Agui l’homme

Fils à diable plus fort qu’ourson,
Il était fort bel enfançon.
Poil soufré bien dru sur son chief,
De sa mère tira bon lait
Qui le fit haut et bien épais
Mais de son père n’eut point fief.

[Refrain] D’un pet repoussait les saxons
Rotait flammèches sur bataillons,
Les seigneurs n’en voulurent baron
Mais devint roi à sa façon

Belle cousine au frais minois,
Fit sa reine du pays anglois.
Nenni fit l’évêque de Rome.
La loi canon ne le tolère,
Quasi frères furent vos pères.
Sauve ton âme, refuse cette pomme !

Deux moustiers furent rançon de paix,
Les Chefs Clefs eurent gage de respect.
Alors pour faire bonne mesure pleine,
À cadet donna crosse et mitre
Qui maçonna nefs pour chapitre,
Puis batailla à perdre haleine.

Envers fol et honni félon
Parjure, qui lâcha gonfalons
Porta ses féaux à pleins nefs
Grand férit, mit envers piétaille
Tourna en fuite la chienaille.
Et lui perça d’un trait le chef. ❧

Notes

Au contraire des Traits du fier archer, cette chanson a un sens politique qui pouvait flatter les admirateurs de Guillaume qui, de bâtard, devint Conquérant, en ajoutant la couronne d’Angleterre à son duché normand. Le nom du héros ni d’aucun protagoniste n’est cité, mais les Normands du XIIe siècle auraient eut tôt fait de combler les sous-entendus, dont le premier, le titre, n’est que trop évident. La première strophe évoque le fait qu’il était fils du duc de Normandie, qu’on a un temps assimilé à Robert le Diable, personnage légendaire.

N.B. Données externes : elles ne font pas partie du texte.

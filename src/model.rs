// Shared data model — Rust types for every entity that flows through the
// pipeline. These are the types that cross module boundaries, the wire,
// and JSON-encoded database columns.

use std::collections::BTreeSet;

use chrono::{DateTime, Utc};
use serde::{Deserialize, Serialize};

/// Subject of scoring. Created externally; mutated by BSE/SOL; never
/// deleted by the core.
#[derive(Debug, Clone, Serialize, Deserialize)]
pub struct User {
    pub id: String,
    pub behavior_score: f64,
    pub created_at: DateTime<Utc>,
    pub is_verified: bool,
    pub weekly_score: f64,
    pub last_updated: DateTime<Utc>,
    /// Opaque JSON blob. May carry an embedded passkey under `"passkey"`
    /// and an `access_level` string used by `agk::evaluate`.
    pub metadata: serde_json::Value,
}

impl Default for User {
    fn default() -> Self {
        let now = Utc::now();
        Self {
            id: String::new(),
            behavior_score: 100.0,
            created_at: now,
            is_verified: false,
            weekly_score: 0.0,
            last_updated: now,
            metadata: serde_json::json!({}),
        }
    }
}

/// One behavioral observation. Created on ingress; immutable; consumed
/// by BSE and MAF.
#[derive(Debug, Clone, Serialize, Deserialize)]
pub struct Event {
    pub user_id: String,
    pub event_type: EventType,
    pub timestamp: DateTime<Utc>,
    pub metadata: serde_json::Value,
    pub source_ip: Option<String>,
    pub user_agent: Option<String>,
    pub device_fingerprint_id: Option<String>,
}

#[derive(Debug, Clone, Copy, PartialEq, Eq, Serialize, Deserialize)]
#[serde(rename_all = "snake_case")]
pub enum EventType {
    Login,
    Signup,
    Referral,
    MemeUpload,
    SocialInteraction,
    FormSubmission,
    WalletConnection,
    NftListing,
    Click,
    PageView,
}

impl EventType {
    pub fn as_str(&self) -> &'static str {
        match self {
            EventType::Login => "login",
            EventType::Signup => "signup",
            EventType::Referral => "referral",
            EventType::MemeUpload => "meme_upload",
            EventType::SocialInteraction => "social_interaction",
            EventType::FormSubmission => "form_submission",
            EventType::WalletConnection => "wallet_connection",
            EventType::NftListing => "nft_listing",
            EventType::Click => "click",
            EventType::PageView => "page_view",
        }
    }
}

/// Canonical device/IP sighting, written by the MAF collector and read
/// by pattern detectors. Retained for at least 24h.
#[derive(Debug, Clone, Serialize, Deserialize)]
pub struct FingerprintRecord {
    pub user_id: String,
    pub event_type: EventType,
    pub ip: String,
    pub user_agent: String,
    pub device_hash: String,
    pub timestamp: DateTime<Utc>,
    pub confidence: f64,
    pub geo: Option<String>,
    pub browser_details: Option<serde_json::Value>,
}

/// Per-user risk tag. Append-only; aggregated by SOL.
#[derive(Debug, Clone, Serialize, Deserialize)]
pub struct RiskFlag {
    pub user_id: String,
    pub flag: String,
    pub severity: Severity,
    pub timestamp: DateTime<Utc>,
    pub metadata: serde_json::Value,
}

#[derive(Debug, Clone, Copy, PartialEq, Eq, PartialOrd, Ord, Serialize, Deserialize)]
#[serde(rename_all = "UPPERCASE")]
pub enum Severity {
    Low,
    Med,
    High,
}

impl Severity {
    pub fn as_str(&self) -> &'static str {
        match self {
            Severity::Low => "LOW",
            Severity::Med => "MED",
            Severity::High => "HIGH",
        }
    }
}

/// Cross-user pattern hit produced by a MAF pattern detector. Append-only;
/// drives operator alerts.
#[derive(Debug, Clone, Serialize, Deserialize)]
pub struct Anomaly {
    pub pattern_name: String,
    pub severity: Severity,
    pub affected_users: BTreeSet<String>,
    pub fingerprint_data: serde_json::Value,
    pub risk_score: f64,
    pub detected_at: DateTime<Utc>,
    pub status: AnomalyStatus,
}

#[derive(Debug, Clone, Copy, PartialEq, Eq, Serialize, Deserialize)]
#[serde(rename_all = "snake_case")]
pub enum AnomalyStatus {
    Open,
    Acknowledged,
    Resolved,
}

/// Aggregate ingress counters over a trailing window, backing
/// `GET /webhook/stats`.
#[derive(Debug, Clone, Copy, Serialize, Deserialize)]
pub struct IngressStats {
    pub events_processed: i64,
    pub risk_flags_raised: i64,
    pub anomalies_detected: i64,
    pub bot_detections_total: i64,
    pub bot_detections_rejected: i64,
    pub fake_referral_detections_total: i64,
    pub fake_referral_detections_rejected: i64,
}

/// Materialized leaderboard ranking. Rewritten by the daily SOL job;
/// snapshots older than 4 weeks are pruned.
#[derive(Debug, Clone, Serialize, Deserialize)]
pub struct LeaderboardEntry {
    pub user_id: String,
    pub position: u32,
    pub behavior_score: f64,
    pub previous_position: Option<u32>,
    pub position_change: Option<i32>,
    pub created_at: DateTime<Utc>,
}

/// Weekly meme task. Inserted weekly; expires after 7 days.
#[derive(Debug, Clone, Serialize, Deserialize)]
pub struct Challenge {
    pub id: String,
    pub challenge_type: String,
    pub description: String,
    pub start_date: DateTime<Utc>,
    pub end_date: DateTime<Utc>,
    pub reward_points: u32,
    pub active: bool,
}

/// Scheduled-job audit row. Append-only; consulted for health.
#[derive(Debug, Clone, Serialize, Deserialize)]
pub struct JobLog {
    pub job_name: String,
    pub timestamp: DateTime<Utc>,
    pub status: JobStatus,
    pub error: Option<String>,
    pub metadata: serde_json::Value,
}

#[derive(Debug, Clone, Copy, PartialEq, Eq, Serialize, Deserialize)]
#[serde(rename_all = "snake_case")]
pub enum JobStatus {
    Success,
    Failed,
    SkippedOverlap,
}

/// Operator-visible incident created by SOL/MAF. Resolved externally.
#[derive(Debug, Clone, Serialize, Deserialize)]
pub struct Alert {
    pub alert_type: String,
    pub priority: Severity,
    pub summary: String,
    pub details: serde_json::Value,
    pub status: AnomalyStatus,
    pub created_at: DateTime<Utc>,
}

/// Short-lived access token, embedded in `User.metadata`. Format on the
/// wire: `<scope>:<hex-mac>:<unix-ts>`.
#[derive(Debug, Clone, Copy, PartialEq, Eq, Serialize, Deserialize)]
#[serde(rename_all = "snake_case")]
pub enum PasskeyScope {
    Wallet,
    Session,
}

impl PasskeyScope {
    pub fn as_str(&self) -> &'static str {
        match self {
            PasskeyScope::Wallet => "wallet",
            PasskeyScope::Session => "session",
        }
    }

    pub fn parse(s: &str) -> Option<Self> {
        match s {
            "wallet" => Some(PasskeyScope::Wallet),
            "session" => Some(PasskeyScope::Session),
            _ => None,
        }
    }
}

#[derive(Debug, Clone, Serialize, Deserialize)]
pub struct Passkey {
    pub scope: PasskeyScope,
    pub mac: String,
    pub issued_at: DateTime<Utc>,
}

/// BSE's risk-level classification of a computed `behavior_score`.
#[derive(Debug, Clone, Copy, PartialEq, Eq, Serialize, Deserialize)]
#[serde(rename_all = "snake_case")]
pub enum RiskLevel {
    Suspicious,
    Normal,
    HighlyTrusted,
}

impl RiskLevel {
    pub fn from_score(score: f64) -> Self {
        match score {
            s if s < 50.0 => RiskLevel::Suspicious,
            s if s < 80.0 => RiskLevel::Normal,
            _ => RiskLevel::HighlyTrusted,
        }
    }
}

/// MAF's per-event tri-state severity summary.
#[derive(Debug, Clone, Copy, PartialEq, Eq, Serialize, Deserialize)]
#[serde(rename_all = "UPPERCASE")]
pub enum FlagColor {
    Green,
    Yellow,
    Red,
}

/// MAF's categorization of per-user event frequency.
#[derive(Debug, Clone, Copy, PartialEq, Eq, Serialize, Deserialize)]
#[serde(rename_all = "snake_case")]
pub enum VelocityScore {
    Low,
    Medium,
    High,
}

/// Combined BSE x MAF severity.
#[derive(Debug, Clone, Copy, PartialEq, Eq, Serialize, Deserialize)]
#[serde(rename_all = "SCREAMING_SNAKE_CASE")]
pub enum FinalRiskAssessment {
    VeryLow,
    Low,
    Medium,
    High,
    Critical,
}
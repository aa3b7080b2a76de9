use async_trait::async_trait;
use uuid::Uuid;

use crate::error::CatalogError;
use crate::product::{Product, Variant};

/// Seam between the domain and whatever storage layer backs it. The store
/// crate ships an in-memory implementation; a database-backed one plugs in
/// here without touching the handlers.
#[async_trait]
pub trait CatalogRepository: Send + Sync {
    /// All products in insertion order.
    async fn list_products(&self) -> Result<Vec<Product>, CatalogError>;

    /// Lookup by slug. The slug is normalized before matching.
    async fn get_by_slug(&self, slug: &str) -> Result<Option<Product>, CatalogError>;

    /// Lookup of one variation within a product. `None` when either the
    /// product or the variation is absent.
    async fn get_variation(
        &self,
        slug: &str,
        variation_id: Uuid,
    ) -> Result<Option<(Product, Variant)>, CatalogError>;
}
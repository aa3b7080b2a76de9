/// Catalog-domain errors
///
/// Every failure here is a deterministic function of the input; nothing is
/// retryable and nothing is swallowed.
#[derive(Debug, thiserror::Error)]
pub enum CatalogError {
    #[error("{0} not found")]
    NotFound(String),

    #[error("Invalid selection: {0}")]
    InvalidSelection(String),

    #[error("Validation failed: {0}")]
    Validation(String),

    #[error("Store error: {0}")]
    Store(String),
}

pub type CatalogResult<T> = Result<T, CatalogError>;
pub mod error;
pub mod product;
pub mod repository;
pub mod selector;

pub use error::{CatalogError, CatalogResult};
pub use product::{ImageRef, NewProduct, NewVariant, Product, Variant};
pub use repository::CatalogRepository;
pub use selector::{Selection, SelectionState, SelectionView, VariantSelector};
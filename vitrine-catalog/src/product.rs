use chrono::{DateTime, Utc};
use serde::{Deserialize, Serialize};
use uuid::Uuid;

use crate::error::CatalogError;

/// Reference to a hosted product image
#[derive(Debug, Clone, PartialEq, Eq, Serialize, Deserialize)]
pub struct ImageRef {
    pub public_id: String,
    pub url: String,
}

/// One purchasable configuration of a product.
///
/// String fields are normalized (trimmed + lowercased) at construction;
/// a variant is available iff `stock > 0`.
#[derive(Debug, Clone, PartialEq, Serialize)]
pub struct Variant {
    pub id: Uuid,
    pub code: String,
    pub name: String,
    pub color: String,
    pub hex: String,
    pub size: Option<String>,
    pub price_cents: i64,
    pub stock: u32,
    pub images: Vec<ImageRef>,
}

/// Unvalidated variant input, as received from a seed document or an
/// ingestion endpoint.
#[derive(Debug, Clone, Deserialize)]
pub struct NewVariant {
    pub code: String,
    pub name: String,
    pub color: String,
    pub hex: String,
    #[serde(default)]
    pub size: Option<String>,
    pub price_cents: i64,
    pub stock: u32,
    #[serde(default)]
    pub images: Vec<ImageRef>,
}

/// A sellable product with its ordered variant list.
#[derive(Debug, Clone, PartialEq, Serialize)]
pub struct Product {
    pub id: Uuid,
    pub name: String,
    pub slug: String,
    pub summary: String,
    pub description: String,
    pub brand: String,
    pub category: String,
    pub variants: Vec<Variant>,
    pub created_at: DateTime<Utc>,
    pub updated_at: DateTime<Utc>,
}

/// Unvalidated product input.
#[derive(Debug, Clone, Deserialize)]
pub struct NewProduct {
    pub name: String,
    pub slug: String,
    pub summary: String,
    pub description: String,
    pub brand: String,
    pub category: String,
    pub variants: Vec<NewVariant>,
}

const MAX_CODE_LEN: usize = 10;
const MAX_NAME_LEN: usize = 100;
const MAX_SUMMARY_LEN: usize = 350;
const MAX_PRICE_CENTS: i64 = 1_000_000;
const MAX_STOCK: u32 = 1_000;

/// Explicit normalization applied at the construction boundary: trim and
/// lowercase, so that all later comparisons are plain equality.
pub fn normalize(value: &str) -> String {
    value.trim().to_lowercase()
}

fn required(field: &str, value: &str) -> Result<String, CatalogError> {
    let value = normalize(value);
    if value.is_empty() {
        return Err(CatalogError::Validation(format!(
            "must provide a {field}"
        )));
    }
    Ok(value)
}

fn bounded(field: &str, value: String, max: usize) -> Result<String, CatalogError> {
    if value.chars().count() > max {
        return Err(CatalogError::Validation(format!(
            "{field} must be at most {max} characters"
        )));
    }
    Ok(value)
}

fn valid_hex(value: &str) -> Result<String, CatalogError> {
    let value = normalize(value);
    let digits = value.strip_prefix('#').unwrap_or("");
    let well_formed = matches!(digits.len(), 3 | 6)
        && digits.chars().all(|c| c.is_ascii_hexdigit());
    if !well_formed {
        return Err(CatalogError::Validation(format!(
            "hex color '{value}' is not a #rgb or #rrggbb value"
        )));
    }
    Ok(value)
}

impl Variant {
    pub fn new(input: NewVariant) -> Result<Self, CatalogError> {
        let code = bounded("variant code", required("variant code", &input.code)?, MAX_CODE_LEN)?;
        let name = bounded("variant name", required("variant name", &input.name)?, MAX_NAME_LEN)?;
        let color = required("variant color", &input.color)?;
        let hex = valid_hex(&input.hex)?;

        let size = match input.size.as_deref() {
            None => None,
            Some(s) if normalize(s).is_empty() => None,
            Some(s) => Some(normalize(s)),
        };

        if input.price_cents < 0 {
            return Err(CatalogError::Validation(
                "price must be greater than or equal to 0".into(),
            ));
        }
        if input.price_cents > MAX_PRICE_CENTS {
            return Err(CatalogError::Validation(format!(
                "price must be at most {MAX_PRICE_CENTS} cents"
            )));
        }
        if input.stock > MAX_STOCK {
            return Err(CatalogError::Validation(format!(
                "stock must be at most {MAX_STOCK}"
            )));
        }
        for image in &input.images {
            if image.public_id.trim().is_empty() || image.url.trim().is_empty() {
                return Err(CatalogError::Validation(
                    "image requires a public_id and a url".into(),
                ));
            }
        }

        Ok(Self {
            id: Uuid::new_v4(),
            code,
            name,
            color,
            hex,
            size,
            price_cents: input.price_cents,
            stock: input.stock,
            images: input.images,
        })
    }

    pub fn is_available(&self) -> bool {
        self.stock > 0
    }
}

impl Product {
    pub fn new(input: NewProduct) -> Result<Self, CatalogError> {
        let name = bounded("product name", required("product name", &input.name)?, MAX_NAME_LEN)?;
        let slug = required("product slug", &input.slug)?;
        let summary = bounded(
            "product summary",
            required("product summary", &input.summary)?,
            MAX_SUMMARY_LEN,
        )?;
        let description = required("product description", &input.description)?;
        let brand = required("product brand", &input.brand)?;
        let category = required("product category", &input.category)?;

        if input.variants.is_empty() {
            return Err(CatalogError::Validation(
                "product requires at least one variant".into(),
            ));
        }
        let variants = input
            .variants
            .into_iter()
            .map(Variant::new)
            .collect::<Result<Vec<_>, _>>()?;

        let now = Utc::now();
        Ok(Self {
            id: Uuid::new_v4(),
            name,
            slug,
            summary,
            description,
            brand,
            category,
            variants,
            created_at: now,
            updated_at: now,
        })
    }
}

#[cfg(test)]
mod tests {
    use super::*;

    fn draft() -> NewVariant {
        NewVariant {
            code: "TS-RED-M".into(),
            name: "Tee / Red / M".into(),
            color: "Red".into(),
            hex: "#FF0000".into(),
            size: Some("M".into()),
            price_cents: 1999,
            stock: 5,
            images: vec![],
        }
    }

    #[test]
    fn variant_construction_normalizes_strings() {
        let variant = Variant::new(NewVariant {
            color: "  Red ".into(),
            size: Some(" M ".into()),
            ..draft()
        })
        .unwrap();

        assert_eq!(variant.color, "red");
        assert_eq!(variant.size.as_deref(), Some("m"));
        assert_eq!(variant.hex, "#ff0000");
        assert!(variant.is_available());
    }

    #[test]
    fn variant_rejects_bad_hex() {
        let err = Variant::new(NewVariant {
            hex: "ff0000".into(),
            ..draft()
        })
        .unwrap_err();
        assert!(matches!(err, CatalogError::Validation(_)));

        let err = Variant::new(NewVariant {
            hex: "#ff00".into(),
            ..draft()
        })
        .unwrap_err();
        assert!(matches!(err, CatalogError::Validation(_)));
    }

    #[test]
    fn variant_rejects_negative_price_and_overlong_code() {
        assert!(Variant::new(NewVariant { price_cents: -1, ..draft() }).is_err());
        assert!(Variant::new(NewVariant {
            code: "WAY-TOO-LONG-CODE".into(),
            ..draft()
        })
        .is_err());
    }

    #[test]
    fn blank_size_becomes_unset() {
        let variant = Variant::new(NewVariant {
            size: Some("   ".into()),
            ..draft()
        })
        .unwrap();
        assert_eq!(variant.size, None);
    }

    #[test]
    fn product_requires_a_variant() {
        let err = Product::new(NewProduct {
            name: "Basic Tee".into(),
            slug: "basic-tee".into(),
            summary: "A tee".into(),
            description: "Plain cotton tee".into(),
            brand: "Vitrine".into(),
            category: "shirts".into(),
            variants: vec![],
        })
        .unwrap_err();
        assert!(matches!(err, CatalogError::Validation(_)));
    }

    #[test]
    fn product_slug_is_normalized() {
        let product = Product::new(NewProduct {
            name: "Basic Tee".into(),
            slug: "  Basic-Tee ".into(),
            summary: "A tee".into(),
            description: "Plain cotton tee".into(),
            brand: "Vitrine".into(),
            category: "Shirts".into(),
            variants: vec![draft()],
        })
        .unwrap();
        assert_eq!(product.slug, "basic-tee");
        assert_eq!(product.category, "shirts");
    }
}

Mais comme sa mère n’en était pas l’épouse, il a dû, très jeune, faire face à une rébellion de ses vassaux jusqu’à ce que son pouvoir puisse s’affirmer, après la victoire de Val-ès-Dunes à laquelle le roi de France Henri Ier avait largement contribué.

Les second et troisième couplets parlent du mariage de Guillaume avec Mathilde de Flandre, avec laquelle la consanguinité était trop forte selon le Pape. Guillaume passa outre, mais dut, en expiation et après quelques années, faire édifier deux abbayes dans la ville de Caen, une pour les hommes, et une pour les femmes. En outre, il avait fait nommer évêque de Bayeux son demi-frère Odon, son cadet issu du mariage de sa mère après le décès de son père. Bien que prélat, celui-ci l’assista dans toutes ses opérations de conquête et passa certainement commande de la fameuse Tapisserie qu’on peut encore admirer à Bayeux. Il reçut d’ailleurs de nombreuses terres en récompense, bien qu’il ait connu une disgrâce à la fin du règne de Guillaume, sans qu’aucune hypothèse ne puisse vraiment en donner la raison avec certitude.

Enfin, la dernière strophe évoque la conquête de l’Angleterre, que Guillaume appuyait, entre autres, sur le parjure de Harold qui avait prêté serment sur des reliques lorsqu’il avait été l’hôte du duc normand quelques années plus tôt. À la bataille de Hastings, Guillaume avait mené une armée de cavaliers, à l’aide d’une immense flotte, et il s’opposa à l’infanterie de Harold. Ce dernier fut défait, et tué dans la bataille. Sur la tapisserie, il est représenté avec une flèche dans le visage, sans qu’on ne sache s’il faut entendre cela au sens propre ou au figuré (démontrant l’aveuglement du Saxon).

Comme pour la chanson précédente, il ne s’agit nullement d’un texte médiéval mais d’une évocation originale, de mon cru, transposée pour être compréhensible de nos jours tout en conservant une saveur issue des formulations anciennes et des termes désuets. Si vous souhaitez découvrir le véritable univers sonore du Moyen Âge, je vous invite à commencer le périple par l’ouvrage dirigé par Françoise Ferrand (ci-dessous) ou par une visite sur le site d’Apemutam, association pour l’étude de la musique et des techniques dans l’art médiéval.

Rq : Agui signifie savant, fin, rusé.

Références

Pierre Bauduin, La première Normandie (Xe–XIe siècles), Caen, Presses Universitaires de Caen, 2004.

François Neveux, La Normandie des ducs aux rois, Rennes, Ouest France, 1998.

Françoise Ferrand (dir.), Guide de la musique du Moyen Âge, Paris, Éditions Fayard, 1999.